Educação, ciência e tecnologia
Os três livros unem educação, ciência e tecnologia. O aplicativo integrado ao livro da baleia Felícia inclui uma funcionalidade de alerta de tempo de tela, um áudio da personagem Duda para que a criança pause o uso do dispositivo quando o tempo recomendado for atingido, podendo retomar a conversa no dia seguinte. A iniciativa dialoga com o uso equilibrado de dispositivos digitais para essa faixa etária e reforça a proposta de que a tecnologia, nesse caso, seja uma ponte para a natureza real e a leitura, e não as substitua.
"A parceria com o IPBio fortalece o rigor científico e pedagógico dos livros. Os aplicativos que acompanham cada título transformam a leitura em uma experiência que continua depois de fechar o livro. É um material que conecta literatura infantil ao que a tecnologia pode oferecer para a educação ambiental", explica Jayme Serva, Editor da editora Neotropica.

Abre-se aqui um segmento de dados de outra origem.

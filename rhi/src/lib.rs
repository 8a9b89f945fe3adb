use anyhow::Result;
use log::*;
use std::cell::RefCell;
use std::rc::Rc;
use std::sync::Arc;
use winit::dpi::LogicalSize;
use winit::event::{ElementState, Event, KeyEvent, WindowEvent};
use winit::event_loop::EventLoop;
use winit::keyboard::{KeyCode, PhysicalKey};
use winit::window::{Window, WindowBuilder};

use config::RendererSettings;
use renderer::Renderer;
use window::PresentationWindow;

pub mod config;
pub mod error;
pub mod renderer;
pub mod vulkan;
pub mod window;

#[derive(Debug)]
pub struct Engine {
    window: Arc<Window>,
    renderer: Renderer,
    event_loop: EventLoop<()>,
}

impl Engine {
    pub fn new(settings: RendererSettings) -> Result<Engine> {
        // Window
        let event_loop = EventLoop::new()?;
        let window = Arc::new(
            WindowBuilder::new()
                .with_title(settings.application_name.as_str())
                .with_inner_size(LogicalSize::new(1024, 768))
                .build(&event_loop)?,
        );

        let presentation = if settings.headless {
            None
        } else {
            Some(Arc::clone(&window) as Arc<dyn PresentationWindow>)
        };
        let renderer = unsafe { Renderer::new(&settings, presentation)? };

        Ok(Engine {
            window,
            renderer,
            event_loop,
        })
    }

    pub fn run(self) -> Result<()> {
        let Engine {
            window,
            mut renderer,
            event_loop,
        } = self;
        let failure = Rc::new(RefCell::new(None));
        let failed = Rc::clone(&failure);

        event_loop.run(move |event, elwt| match event {
            // Request a redraw when all events were processed.
            Event::AboutToWait => window.request_redraw(),
            Event::WindowEvent { event, .. } => match event {
                WindowEvent::RedrawRequested if !elwt.exiting() => {
                    if let Err(error) = unsafe { renderer.render() } {
                        *failed.borrow_mut() = Some(error);
                        elwt.exit();
                    }
                }
                WindowEvent::Resized(size) => {
                    debug!("Window resized to {}x{}.", size.width, size.height);
                    if let Err(error) = unsafe { renderer.resize() } {
                        *failed.borrow_mut() = Some(error);
                        elwt.exit();
                    }
                }
                WindowEvent::KeyboardInput {
                    event:
                        KeyEvent {
                            physical_key: PhysicalKey::Code(KeyCode::KeyV),
                            state: ElementState::Pressed,
                            repeat: false,
                            ..
                        },
                    ..
                } => {
                    let vsync = !renderer.vsync();
                    if let Err(error) = unsafe { renderer.set_vsync(vsync) } {
                        *failed.borrow_mut() = Some(error);
                        elwt.exit();
                    }
                }
                WindowEvent::CloseRequested => elwt.exit(),
                _ => {}
            },
            Event::LoopExiting => unsafe {
                if let Err(error) = renderer.device_wait_idle() {
                    warn!("Device did not become idle before shutdown: {}", error);
                }
                renderer.destroy();
            },
            _ => {}
        })?;

        let failure = failure.borrow_mut().take();
        match failure {
            Some(error) => Err(error),
            None => Ok(()),
        }
    }
}
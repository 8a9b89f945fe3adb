use log::*;
use thiserror::Error;
use vulkanalia::vk;

use crate::renderer::RenderApi;
use crate::vulkan::root_signature::UpdateFrequency;

#[derive(Debug, Error)]
pub enum RhiError {
    #[error("No suitable GPU found: {0}")]
    UnsupportedDevice(String),
    #[error("The {0:?} render API is not supported.")]
    UnsupportedApi(RenderApi),
}

#[derive(Debug, Error)]
pub enum DescriptorError {
    #[error("Root signature has no descriptor set layout for {0:?}.")]
    NullLayout(UpdateFrequency),
    #[error("Descriptor set {frequency:?} has {count} dynamic descriptors, at most one is allowed.")]
    TooManyDynamicDescriptors {
        frequency: UpdateFrequency,
        count: u32,
    },
    #[error("Descriptor set allocation failed on a freshly created pool: {0}")]
    PoolExhausted(vk::ErrorCode),
    #[error("Descriptor `{0}` is declared twice.")]
    DuplicateDescriptor(String),
    #[error("Descriptor type {0:?} cannot be placed in a root signature.")]
    UnsupportedDescriptorType(vk::DescriptorType),
    #[error("Unknown descriptor `{0}`.")]
    UnknownDescriptor(String),
    #[error("Descriptor `{name}` belongs to {actual:?}, not {expected:?}.")]
    FrequencyMismatch {
        name: String,
        expected: UpdateFrequency,
        actual: UpdateFrequency,
    },
    #[error("Descriptor `{name}` of type {descriptor_type:?} cannot be bound to this resource.")]
    ResourceMismatch {
        name: String,
        descriptor_type: vk::DescriptorType,
    },
    #[error("Descriptor `{name}` holds {capacity} elements, {requested} were provided.")]
    ArrayOverflow {
        name: String,
        capacity: u32,
        requested: usize,
    },
    #[error("Dynamic offset {offset} of descriptor `{name}` does not fit in 32 bits.")]
    DynamicOffsetOutOfRange { name: String, offset: u64 },
    #[error("Descriptor set index {index} is out of range ({max_sets} sets).")]
    SetIndexOutOfRange { index: usize, max_sets: u32 },
}

pub fn report_fatal(error: &anyhow::Error) {
    error!("Fatal: {:#}", error);
    eprintln!("Error: {:#}", error);
    for cause in error.chain().skip(1) {
        debug!("Caused by: {}", cause);
    }
}
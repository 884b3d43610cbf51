//! Backlight Brightness Control
//!
//! Adjusts a Linux sysfs backlight by a signed percentage of its maximum.

pub mod args;
pub mod brightness;
pub mod config;
pub mod device;
pub mod errors;
pub mod logging;

// Re-export commonly used types
pub use brightness::{
    compute_brightness, Adjustment, AdjustmentRequest, BrightnessAdjuster, BrightnessState,
};
pub use config::Config;
pub use device::{DeviceStore, DeviceValue, MemoryDevice, SysfsDevice};
pub use errors::{BacklightError, Result};
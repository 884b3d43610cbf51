use crate::device::{DeviceStore, DeviceValue};
use crate::errors::{BacklightError, Result};
use log::debug;
use std::fmt;
use std::str::FromStr;

/// Brightness readings of a device
#[derive(Debug, Clone, Copy, PartialEq, Eq)]
pub struct BrightnessState {
    pub current: u32,
    pub max: u32,
}

impl BrightnessState {
    pub fn new(current: u32, max: u32) -> Self {
        Self { current, max }
    }

    /// Current brightness as a percentage of max
    pub fn percent(&self) -> f64 {
        if self.max == 0 {
            return 0.0;
        }
        (self.current as f64 / self.max as f64) * 100.0
    }
}

impl fmt::Display for BrightnessState {
    fn fmt(&self, f: &mut fmt::Formatter<'_>) -> fmt::Result {
        write!(f, "{}/{} ({:.1}%)", self.current, self.max, self.percent())
    }
}

/// Change of brightness in percentage points of max
#[derive(Debug, Clone, Copy, PartialEq, Eq)]
pub struct AdjustmentRequest {
    pub delta_percent: i32,
}

impl AdjustmentRequest {
    /// What the `max` keyword stands for. Since the current level is never
    /// negative, this always clamps to the device maximum.
    pub const MAX: AdjustmentRequest = AdjustmentRequest { delta_percent: 100 };

    pub fn new(delta_percent: i32) -> Self {
        Self { delta_percent }
    }
}

impl FromStr for AdjustmentRequest {
    type Err = BacklightError;

    fn from_str(s: &str) -> Result<Self> {
        let s = s.trim();
        if s.eq_ignore_ascii_case("max") {
            return Ok(Self::MAX);
        }
        s.parse::<i32>().map(Self::new).map_err(|_| {
            BacklightError::Usage(format!(
                "invalid brightness value {:?}: expected a signed percentage or \"max\"",
                s
            ))
        })
    }
}

/// Outcome of a successful adjustment
#[derive(Debug, Clone, Copy, PartialEq, Eq)]
pub struct Adjustment {
    pub previous: BrightnessState,
    pub written: u32,
}

/// Turn a relative change into an absolute device value in `0..=max`.
///
/// The target is computed in floating point and truncated toward zero
/// before clamping, so a non-exact ratio may land one unit low.
pub fn compute_brightness(state: BrightnessState, delta_percent: i32) -> u32 {
    if state.max == 0 {
        return 0;
    }
    let max = state.max as f64;
    let percent = state.percent() + delta_percent as f64;
    let result = (percent * (max / 100.0)).trunc();

    if result < 0.0 {
        0
    } else if result > max {
        state.max
    } else {
        result as u32
    }
}

/// Applies relative brightness changes to a [`DeviceStore`]
pub struct BrightnessAdjuster<S: DeviceStore> {
    store: S,
}

impl<S: DeviceStore> BrightnessAdjuster<S> {
    pub fn new(store: S) -> Self {
        Self { store }
    }

    pub fn store(&self) -> &S {
        &self.store
    }

    pub fn into_store(self) -> S {
        self.store
    }

    /// Read current and max, in that order. A zero max is rejected.
    pub fn read_state(&self) -> Result<BrightnessState> {
        let current = self.store.read(DeviceValue::Current)?;
        let max = self.store.read(DeviceValue::Max)?;
        if max == 0 {
            return Err(BacklightError::InvalidMax {
                path: self.store.attribute_path(DeviceValue::Max),
            });
        }
        Ok(BrightnessState::new(current, max))
    }

    /// Change brightness by `delta_percent` points of max.
    ///
    /// Nothing is written unless both reads succeed.
    pub fn apply(&self, delta_percent: i32) -> Result<Adjustment> {
        let previous = self.read_state()?;
        let written = compute_brightness(previous, delta_percent);
        debug!(
            "Brightness {} {:+}% -> {}",
            previous, delta_percent, written
        );
        self.store.write(written)?;
        Ok(Adjustment { previous, written })
    }

    pub fn apply_request(&self, request: AdjustmentRequest) -> Result<Adjustment> {
        self.apply(request.delta_percent)
    }
}
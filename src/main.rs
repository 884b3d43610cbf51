//! Main entry point for the backlight controller

use anyhow::{bail, Context};
use backlight_ctl::{
    args::Args, logging, BrightnessAdjuster, Config, MemoryDevice, SysfsDevice,
};
use clap::Parser;
use log::{debug, info, warn};
use std::process::ExitCode;

fn main() -> ExitCode {
    // Help, version and usage errors all go to stderr with status 1
    let args = match Args::try_parse() {
        Ok(args) => args,
        Err(err) => {
            eprint!("{}", err.render());
            return ExitCode::FAILURE;
        }
    };

    match run(args) {
        Ok(()) => ExitCode::SUCCESS,
        Err(err) => {
            eprintln!("{}: {:#}", env!("CARGO_PKG_NAME"), err);
            ExitCode::FAILURE
        }
    }
}

fn run(args: Args) -> anyhow::Result<()> {
    logging::setup(args.verbose).context("failed to set up logging")?;
    debug!(
        "{} v{} (git {}) built {}",
        env!("CARGO_PKG_NAME"),
        env!("CARGO_PKG_VERSION"),
        option_env!("GIT_HASH").unwrap_or("unknown"),
        option_env!("BUILD_TIME").unwrap_or("unknown")
    );

    if let Some(time) = args.time.filter(|t| !t.is_zero()) {
        warn!(
            "Fading is not supported, ignoring --time {}ms",
            time.as_millis()
        );
    }

    let config = Config::resolve(args.device.as_deref())
        .context("failed to resolve backlight configuration")?;
    let device = SysfsDevice::from_config(&config);
    if !device.exists() {
        bail!("backlight device not found at {}", device.path().display());
    }
    info!("Using backlight device {}", device.path().display());

    let adjuster = BrightnessAdjuster::new(device);
    if args.dry_run {
        let state = adjuster.read_state()?;
        let preview = BrightnessAdjuster::new(MemoryDevice::new(state.current, state.max));
        let adjustment = preview.apply_request(args.value)?;
        info!(
            "Dry run: {} would become {}",
            adjustment.previous, adjustment.written
        );
        println!("{}", adjustment.written);
        return Ok(());
    }

    let adjustment = adjuster.apply_request(args.value)?;
    info!(
        "Brightness {} -> {}",
        adjustment.previous, adjustment.written
    );
    Ok(())
}
use std::process::Command;

fn git(args: &[&str]) -> Option<String> {
    let output = Command::new("git").args(args).output().ok()?;
    if !output.status.success() {
        return None;
    }
    Some(String::from_utf8_lossy(&output.stdout).trim().to_string())
}

fn main() {
    // Build metadata shown in debug logs
    if let Some(hash) = git(&["rev-parse", "--short", "HEAD"]) {
        println!("cargo:rustc-env=GIT_HASH={}", hash);
    }
    println!("cargo:rustc-env=BUILD_TIME={}", chrono::Utc::now().to_rfc3339());
    println!("cargo:rerun-if-changed=build.rs");
}
//! Logging setup for the backlight controller

use fern::Dispatch;
use log::LevelFilter;

/// Map a `-v` count onto a level filter
pub fn level_for(verbosity: u8) -> LevelFilter {
    match verbosity {
        0 => LevelFilter::Warn,
        1 => LevelFilter::Info,
        2 => LevelFilter::Debug,
        _ => LevelFilter::Trace,
    }
}

/// Setup logging with the specified verbosity level.
///
/// Records go to stderr so that stdout only carries command output.
pub fn setup(verbosity: u8) -> Result<(), fern::InitError> {
    Dispatch::new()
        .format(|out, message, record| {
            out.finish(format_args!(
                "{} [{}] {}: {}",
                chrono::Local::now().format("%Y-%m-%d %H:%M:%S"),
                record.level(),
                record.target(),
                message
            ))
        })
        .level(level_for(verbosity))
        .chain(std::io::stderr())
        .apply()?;

    Ok(())
}

#[cfg(test)]
mod tests {
    use super::*;

    #[test]
    fn test_verbosity_levels() {
        assert_eq!(level_for(0), LevelFilter::Warn);
        assert_eq!(level_for(1), LevelFilter::Info);
        assert_eq!(level_for(2), LevelFilter::Debug);
        assert_eq!(level_for(3), LevelFilter::Trace);
        assert_eq!(level_for(200), LevelFilter::Trace);
    }
}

Há mais de 12 anos, o IPBio realiza atividades de educação ambiental em reservas localizadas em diferentes biomas brasileiros (Amazônia, Cerrado e Mata Atlântica). Na Reserva Betary, em Iporanga (SP), interior da Mata Atlântica, o Instituto recebe mais de 2 mil estudantes por ano e já somou mais de 20 mil alunos em atividades que incluem trilhas, laboratórios de fungos bioluminescentes e outras experiências na natureza. Além dos livros, camisetas com estampas de cogumelos bioluminescentes, que brilham no escuro, podem ser compradas para apoiar o trabalho de pesquisa científica e educação ambiental do Instituto.
"A gente só cuida do que conhece. No IPBio, percebemos que para muitas crianças aquela visita representa o primeiro contato real com um ecossistema natural. Os itens levam essa experiência para dentro das casas e os aplicativos que os acompanham aproveitam a tecnologia para aprofundar essa conexão com a biodiversidade única que temos no Brasil", conclui Pompéia.